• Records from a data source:
___

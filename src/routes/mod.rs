mod digests;
mod health_check;
mod quotes;
mod signup;
mod submit;
mod unsubscribe;

pub use digests::handle_trigger_digest;
pub use health_check::health_check;
pub use quotes::handle_random_quote;
pub use signup::handle_signup;
pub use submit::handle_submit_quote;
pub use unsubscribe::handle_unsubscribe;
use actix_web::{web, HttpResponse, Responder};
use sqlx::PgPool;

use crate::domain::new_subscriber::{NewSubscriber, NewSubscriberBody};
use crate::storage::deactivate_subscriber;

#[tracing::instrument(
    name = "Unsubscribing handler",
    skip(body, db_pool),
    fields(subscriber_email = %body.email)
)]
pub async fn handle_unsubscribe(
    body: web::Json<NewSubscriberBody>,
    db_pool: web::Data<PgPool>,
) -> impl Responder {
    let subscriber: NewSubscriber = match body.try_into() {
        Ok(subscriber) => subscriber,
        Err(err) => {
            tracing::error!("Validation error: {:?}", err);
            return HttpResponse::BadRequest().finish();
        }
    };

    match deactivate_subscriber(&db_pool, &subscriber.email).await {
        Ok(true) => HttpResponse::Ok().finish(),
        Ok(false) => HttpResponse::NotFound().json(serde_json::json!({
            "status": "not_subscribed"
        })),
        Err(err) => {
            tracing::error!("Failed to unsubscribe: {:?}", err);
            HttpResponse::InternalServerError().finish()
        }
    }
}
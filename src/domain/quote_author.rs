use unicode_segmentation::UnicodeSegmentation;

const MAX_CHAR_LENGHT: usize = 120;
const FORBIDDEN_CHARS: [char; 2] = ['<', '>'];

#[derive(Debug, serde::Serialize)]
pub struct QuoteAuthor(String);

impl QuoteAuthor {
    pub fn parse(author: String) -> Result<QuoteAuthor, String> {
        let author = author.trim().to_string();
        let is_empty = author.is_empty();
        let is_too_long = author.graphemes(true).count() > MAX_CHAR_LENGHT;
        let contains_forbidden_chars = author.chars().any(|char| FORBIDDEN_CHARS.contains(&char));

        if is_empty || is_too_long || contains_forbidden_chars {
            return Err(format!("{} is not a valid quote author", author));
        }

        Ok(Self(author))
    }
}

impl AsRef<str> for QuoteAuthor {
    fn as_ref(&self) -> &str {
        &self.0
    }
}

___

• Task description:
Report each line of the data in which "domain" occurs.

• Problem solution:
use crate::domain::new_subscriber::{NewSubscriber, NewSubscriberBody};
filename src/domain/quote_author.rs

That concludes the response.